A little known but highly impactful rule is taking place in 2024 that most businesses are not aware of. The Corporate Transparency Act requires that nearly all companies report their beneficial ownership information to the federal government (specifically, the U.S. Treasury’s Financial Crimes Enforcement Network – FinCEN). The rule is known as the BOI Rule.
The goal of the rule is to help reduce money laundering and tax fraud, but with little advertising, the 10+ million estimated businesses that are subject to it may not even know about it.
The rule sounds simple enough – business entities such as LLCs, S Corporations, C Corporations, Partnerships and other legal entities are required to submit certain ownership information to FinCEN such as the legal name and address of the company, jurisdiction of formation, Federal Employer ID Number, and the legal name, date of birth and address of all beneficial owners. Additionally, photo identification will be required such as a passport or driver’s license. If you are a small business owner and have any kind of legal entity, this rule applies to you.

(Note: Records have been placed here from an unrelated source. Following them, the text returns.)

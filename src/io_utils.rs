//! I/O helpers for delimited input and output.
//!
//! - **Delimiter resolution**: extension-based defaults (`.tsv` -> tab,
//!   everything else -> comma) with manual override.
//! - **Encoding**: WHATWG labels resolved through `encoding_rs`, UTF-8 by
//!   default. Fields are decoded one at a time so a bad byte sequence is
//!   reported against its line.
//! - **Reader/writer construction** with the settings every stage shares.

use std::{
    fs::File,
    io::{BufReader, Read, Write},
    path::Path,
};

use anyhow::{Result, anyhow};
use encoding_rs::{Encoding, UTF_8};

pub const DEFAULT_CSV_DELIMITER: u8 = b',';
pub const DEFAULT_TSV_DELIMITER: u8 = b'\t';

const UTF8_BOM: char = '\u{feff}';

pub fn lookup_encoding(label: &str) -> Option<&'static Encoding> {
    Encoding::for_label(label.trim().as_bytes())
}

pub fn resolve_encoding(label: Option<&str>) -> Result<&'static Encoding> {
    match label {
        Some(value) => lookup_encoding(value).ok_or_else(|| anyhow!("Unknown encoding '{value}'")),
        None => Ok(UTF_8),
    }
}

pub fn resolve_input_delimiter(path: &Path, provided: Option<u8>) -> u8 {
    provided.unwrap_or_else(|| match path.extension().and_then(|ext| ext.to_str()) {
        Some(ext) if ext.eq_ignore_ascii_case("tsv") => DEFAULT_TSV_DELIMITER,
        _ => DEFAULT_CSV_DELIMITER,
    })
}

/// `.tsv` and `.csv` pick their own delimiter; other extensions use `fallback`.
pub fn resolve_output_delimiter(path: &Path, provided: Option<u8>, fallback: u8) -> u8 {
    if let Some(delimiter) = provided {
        return delimiter;
    }
    match path.extension().and_then(|ext| ext.to_str()) {
        Some(ext) if ext.eq_ignore_ascii_case("tsv") => DEFAULT_TSV_DELIMITER,
        Some(ext) if ext.eq_ignore_ascii_case("csv") => DEFAULT_CSV_DELIMITER,
        _ => fallback,
    }
}

/// Rows of unequal width are let through so ingest can report them itself.
pub fn open_csv_reader<R>(reader: R, delimiter: u8) -> csv::Reader<R>
where
    R: Read,
{
    let mut builder = csv::ReaderBuilder::new();
    builder
        .has_headers(true)
        .delimiter(delimiter)
        .double_quote(true)
        .flexible(true);
    builder.from_reader(reader)
}

pub fn open_csv_reader_from_path(
    path: &Path,
    delimiter: u8,
) -> std::io::Result<csv::Reader<BufReader<File>>> {
    let file = File::open(path)?;
    Ok(open_csv_reader(BufReader::new(file), delimiter))
}

pub fn csv_writer<W: Write>(writer: W, delimiter: u8) -> csv::Writer<W> {
    let mut builder = csv::WriterBuilder::new();
    builder
        .delimiter(delimiter)
        .quote_style(csv::QuoteStyle::Necessary)
        .double_quote(true);
    builder.from_writer(writer)
}

/// Decodes one field; `None` when the bytes are malformed for `encoding`.
pub fn decode_bytes(bytes: &[u8], encoding: &'static Encoding) -> Option<String> {
    let (text, had_errors) = encoding.decode_without_bom_handling(bytes);
    (!had_errors).then(|| text.into_owned())
}

pub fn decode_record(record: &csv::ByteRecord, encoding: &'static Encoding) -> Option<Vec<String>> {
    record
        .iter()
        .map(|field| decode_bytes(field, encoding))
        .collect()
}

/// Decodes the header row, dropping a leading byte-order mark.
pub fn decode_headers(
    record: &csv::ByteRecord,
    encoding: &'static Encoding,
) -> Option<Vec<String>> {
    let mut headers = decode_record(record, encoding)?;
    if let Some(first) = headers.first_mut()
        && first.starts_with(UTF8_BOM)
    {
        first.remove(0);
    }
    Some(headers)
}

/// Encodes UTF-8 text for output; fails when a character is unmappable.
pub fn encode_text(text: &str, encoding: &'static Encoding) -> Result<Vec<u8>> {
    let (encoded, _, had_errors) = encoding.encode(text);
    if had_errors {
        Err(anyhow!("Failed to encode text using {}", encoding.name()))
    } else {
        Ok(encoded.into_owned())
    }
}

pub fn printable_delimiter(delimiter: u8) -> String {
    match delimiter {
        b',' => ",".to_string(),
        b'\t' => "\\t".to_string(),
        b'\n' => "\\n".to_string(),
        other => (other as char).to_string(),
    }
}

#[cfg(test)]
mod tests {
    use super::*;
    use encoding_rs::WINDOWS_1252;

    #[test]
    fn resolve_input_delimiter_uses_extension_fallback() {
        assert_eq!(resolve_input_delimiter(Path::new("a.tsv"), None), b'\t');
        assert_eq!(resolve_input_delimiter(Path::new("a.csv"), None), b',');
        assert_eq!(resolve_input_delimiter(Path::new("a.csv"), Some(b';')), b';');
    }

    #[test]
    fn resolve_output_delimiter_prefers_flag_then_extension() {
        assert_eq!(resolve_output_delimiter(Path::new("out.tsv"), None, b','), b'\t');
        assert_eq!(resolve_output_delimiter(Path::new("out.CSV"), None, b';'), b',');
        assert_eq!(resolve_output_delimiter(Path::new("out.txt"), None, b';'), b';');
        assert_eq!(resolve_output_delimiter(Path::new("out.tsv"), Some(b'|'), b','), b'|');
    }

    #[test]
    fn lookup_encoding_accepts_common_labels() {
        assert_eq!(lookup_encoding("latin1"), Some(WINDOWS_1252));
        assert_eq!(lookup_encoding(" UTF-8 "), Some(UTF_8));
        assert!(lookup_encoding("klingon").is_none());
    }

    #[test]
    fn decode_bytes_reports_invalid_utf8() {
        assert_eq!(decode_bytes(b"caf\xc3\xa9", UTF_8).as_deref(), Some("café"));
        assert!(decode_bytes(b"caf\xe9", UTF_8).is_none());
        assert_eq!(
            decode_bytes(b"caf\xe9", WINDOWS_1252).as_deref(),
            Some("café")
        );
    }

    #[test]
    fn encode_text_round_trips_latin1() {
        let bytes = encode_text("Curaçao", WINDOWS_1252).unwrap();
        assert_eq!(bytes, b"Cura\xe7ao");
    }
}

Entities that are in existence as of December 31, 2023, have until December 31, 2024 to submit their report. Entities that are created during 2024 will have 90 days to submit their report, and entities created in 2025 and after will only receive 30 days to report.
Generally, companies only have to file once unless something changes in the future.

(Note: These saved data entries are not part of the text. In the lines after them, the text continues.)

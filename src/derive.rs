//! Column derivation: unit scaling, inner joins, and ratio columns.

use std::collections::{HashMap, HashSet};

use itertools::Itertools;
use log::debug;

use crate::{
    data::{Cell, Value},
    dataset::{ColumnKind, Dataset},
    error::DeriveError,
};

/// Positional key pairs: `left_on[i]` is matched against `right_on[i]`.
#[derive(Debug, Clone)]
pub struct JoinSpec {
    pub left_on: Vec<String>,
    pub right_on: Vec<String>,
}

impl JoinSpec {
    pub fn new<L, R>(left_on: L, right_on: R) -> Self
    where
        L: IntoIterator,
        L::Item: Into<String>,
        R: IntoIterator,
        R::Item: Into<String>,
    {
        Self {
            left_on: left_on.into_iter().map(Into::into).collect(),
            right_on: right_on.into_iter().map(Into::into).collect(),
        }
    }
}

#[derive(Debug, Clone)]
pub struct RatioSpec {
    pub numerator: String,
    pub denominator: String,
    pub output: String,
}

impl RatioSpec {
    pub fn new(numerator: &str, denominator: &str, output: &str) -> Self {
        Self {
            numerator: numerator.to_string(),
            denominator: denominator.to_string(),
            output: output.to_string(),
        }
    }
}

/// Multiplies a numeric column by `factor`. With `output` the result is
/// appended as a new column; without it (or when it names `column` itself)
/// the column is replaced in place.
pub fn scale(
    dataset: &Dataset,
    column: &str,
    factor: f64,
    output: Option<&str>,
) -> Result<Dataset, DeriveError> {
    let idx = numeric_column(dataset, column, "input")?;
    let scaled = |cell: &Cell| -> Cell {
        cell.as_ref()
            .and_then(Value::as_number)
            .map(|n| Value::Number(n * factor))
    };

    let mut columns = dataset.columns().to_vec();
    let rows: Vec<Vec<Cell>> = match output.filter(|name| *name != column) {
        Some(name) => {
            columns.push(name.to_string());
            dataset
                .rows()
                .iter()
                .map(|row| {
                    let mut out = row.clone();
                    out.push(scaled(&row[idx]));
                    out
                })
                .collect()
        }
        None => dataset
            .rows()
            .iter()
            .map(|row| {
                let mut out = row.clone();
                out[idx] = scaled(&row[idx]);
                out
            })
            .collect(),
    };
    debug!("Scaled column '{column}' by {factor}");
    Ok(Dataset::from_parts(columns, rows)?)
}

/// Inner join. Output keeps left row order; each left row is followed by its
/// matches in right row order. Right key columns are dropped and clashing
/// right column names are prefixed with `right_`.
pub fn merge(left: &Dataset, right: &Dataset, spec: &JoinSpec) -> Result<Dataset, DeriveError> {
    if spec.left_on.is_empty() || spec.left_on.len() != spec.right_on.len() {
        return Err(DeriveError::KeyArity {
            left: spec.left_on.len(),
            right: spec.right_on.len(),
        });
    }
    let left_indices = column_indices(left, &spec.left_on, "left")?;
    let right_indices = column_indices(right, &spec.right_on, "right")?;

    let right_lookup = build_right_lookup(right, &right_indices);
    let (columns, right_columns) =
        build_output_headers(left.columns(), right.columns(), &right_indices);

    let mut rows = Vec::new();
    for row in left.rows() {
        let Some(key) = JoinKey::from_row(row, &left_indices) else {
            continue;
        };
        let Some(matches) = right_lookup.get(&key) else {
            continue;
        };
        for &right_row in matches {
            let mut combined = row.clone();
            combined.extend(
                right_columns
                    .iter()
                    .map(|&idx| right.rows()[right_row][idx].clone()),
            );
            rows.push(combined);
        }
    }

    debug!(
        "Merged {} left row(s) with {} right row(s) into {} row(s)",
        left.row_count(),
        right.row_count(),
        rows.len()
    );
    Ok(Dataset::from_parts(columns, rows)?)
}

/// Appends `numerator / denominator`. Missing operands and zero denominators
/// yield a missing cell.
pub fn ratio(dataset: &Dataset, spec: &RatioSpec) -> Result<Dataset, DeriveError> {
    let num_idx = numeric_column(dataset, &spec.numerator, "input")?;
    let den_idx = numeric_column(dataset, &spec.denominator, "input")?;

    let mut columns = dataset.columns().to_vec();
    columns.push(spec.output.clone());
    let rows = dataset
        .rows()
        .iter()
        .map(|row| {
            let numerator = row[num_idx].as_ref().and_then(Value::as_number);
            let denominator = row[den_idx].as_ref().and_then(Value::as_number);
            let value = match (numerator, denominator) {
                (Some(n), Some(d)) if d != 0.0 => Some(Value::Number(n / d)),
                _ => None,
            };
            let mut out = row.clone();
            out.push(value);
            out
        })
        .collect();
    Ok(Dataset::from_parts(columns, rows)?)
}

/// Joins two datasets and derives a ratio between a left and a right column,
/// e.g. waste volume per matched population figure.
pub fn merge_and_derive(
    left: &Dataset,
    right: &Dataset,
    join: &JoinSpec,
    ratio_spec: &RatioSpec,
) -> Result<Dataset, DeriveError> {
    let merged = merge(left, right, join)?;
    let resolved = RatioSpec {
        numerator: ratio_spec.numerator.clone(),
        denominator: renamed_right_column(left, right, join, &ratio_spec.denominator)
            .unwrap_or_else(|| ratio_spec.denominator.clone()),
        output: ratio_spec.output.clone(),
    };
    ratio(&merged, &resolved)
}

/// Name a right column carries after [`merge`], when it is kept at all.
fn renamed_right_column(
    left: &Dataset,
    right: &Dataset,
    join: &JoinSpec,
    name: &str,
) -> Option<String> {
    if !left.has_column(name) {
        return None;
    }
    let right_idx = right.column_index(name)?;
    let right_keys = join
        .right_on
        .iter()
        .filter_map(|k| right.column_index(k))
        .collect::<Vec<_>>();
    let (headers, right_columns) =
        build_output_headers(left.columns(), right.columns(), &right_keys);
    right_columns
        .iter()
        .position(|&idx| idx == right_idx)
        .map(|pos| headers[left.column_count() + pos].clone())
}

fn numeric_column(dataset: &Dataset, name: &str, side: &'static str) -> Result<usize, DeriveError> {
    let idx = dataset
        .column_index(name)
        .ok_or_else(|| DeriveError::UnknownColumn {
            column: name.to_string(),
            side,
        })?;
    if dataset.column_kind_at(idx) != ColumnKind::Numeric {
        return Err(DeriveError::NotNumeric(name.to_string()));
    }
    Ok(idx)
}

fn column_indices(
    dataset: &Dataset,
    columns: &[String],
    side: &'static str,
) -> Result<Vec<usize>, DeriveError> {
    columns
        .iter()
        .map(|name| {
            dataset
                .column_index(name)
                .ok_or_else(|| DeriveError::UnknownColumn {
                    column: name.clone(),
                    side,
                })
        })
        .collect()
}

#[derive(Debug, Clone, PartialEq, Eq, Hash)]
enum KeyAtom {
    Number(u64),
    Text(String),
}

/// Exact-equality join key. Rows with a missing key cell never match.
#[derive(Debug, Clone, PartialEq, Eq, Hash)]
struct JoinKey(Vec<KeyAtom>);

impl JoinKey {
    fn from_row(row: &[Cell], indices: &[usize]) -> Option<Self> {
        indices
            .iter()
            .map(|&idx| {
                row[idx].as_ref().map(|value| match value {
                    // -0.0 and 0.0 compare equal, so they must hash equal too.
                    Value::Number(n) if *n == 0.0 => KeyAtom::Number(0.0f64.to_bits()),
                    Value::Number(n) => KeyAtom::Number(n.to_bits()),
                    Value::Text(s) => KeyAtom::Text(s.clone()),
                })
            })
            .collect::<Option<Vec<_>>>()
            .map(JoinKey)
    }
}

fn build_right_lookup(right: &Dataset, key_indices: &[usize]) -> HashMap<JoinKey, Vec<usize>> {
    right
        .rows()
        .iter()
        .enumerate()
        .filter_map(|(idx, row)| JoinKey::from_row(row, key_indices).map(|key| (key, idx)))
        .into_group_map()
}

fn build_output_headers(
    left_headers: &[String],
    right_headers: &[String],
    right_key_indices: &[usize],
) -> (Vec<String>, Vec<usize>) {
    let mut headers = left_headers.to_vec();
    let mut seen: HashSet<String> = headers.iter().cloned().collect();
    let mut right_columns = Vec::new();

    for (idx, name) in right_headers.iter().enumerate() {
        if right_key_indices.contains(&idx) {
            continue;
        }
        let mut candidate = name.clone();
        if seen.contains(&candidate) {
            candidate = format!("right_{name}");
            let mut counter = 1usize;
            while seen.contains(&candidate) {
                candidate = format!("right_{name}_{counter}");
                counter += 1;
            }
        }
        seen.insert(candidate.clone());
        headers.push(candidate);
        right_columns.push(idx);
    }

    (headers, right_columns)
}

The Corporate Transparency Act imposes stiff penalties on intentional noncompliance in reporting, including up to $500 per day for failure to report, and a possible 2-year prison term.
According to FinCen, such information will “permit Federal, State, local and Tribal officials, we well as certain foreign officials who submit a requested through a U.S. Federal government agency, to obtain beneficial ownership information for authorized activities related to national security, intelligence, and law enforcement.”
As of December 2023, FinCEN has not released any forms regarding the required reporting documentation, and no guidance has been issued regarding allowing third-parties (such as CPAs and Lawyers) to handle reporting on their clients’ behalf. As a result, many accountants and lawyers are declining to offer any reporting services until and unless formal guidance is issued that includes liability protections. Further, neither the American Institute of CPAs (AICPA) nor the American Bar Association has issued guidance on how to provide such services.
The AICPA and other concerned stakeholders have requested Congress and FinCEN to delay reporting requirements to help protect the millions of small businesses nationwide that are subject to this rule. However, as of the date of publication, no action has yet been taken.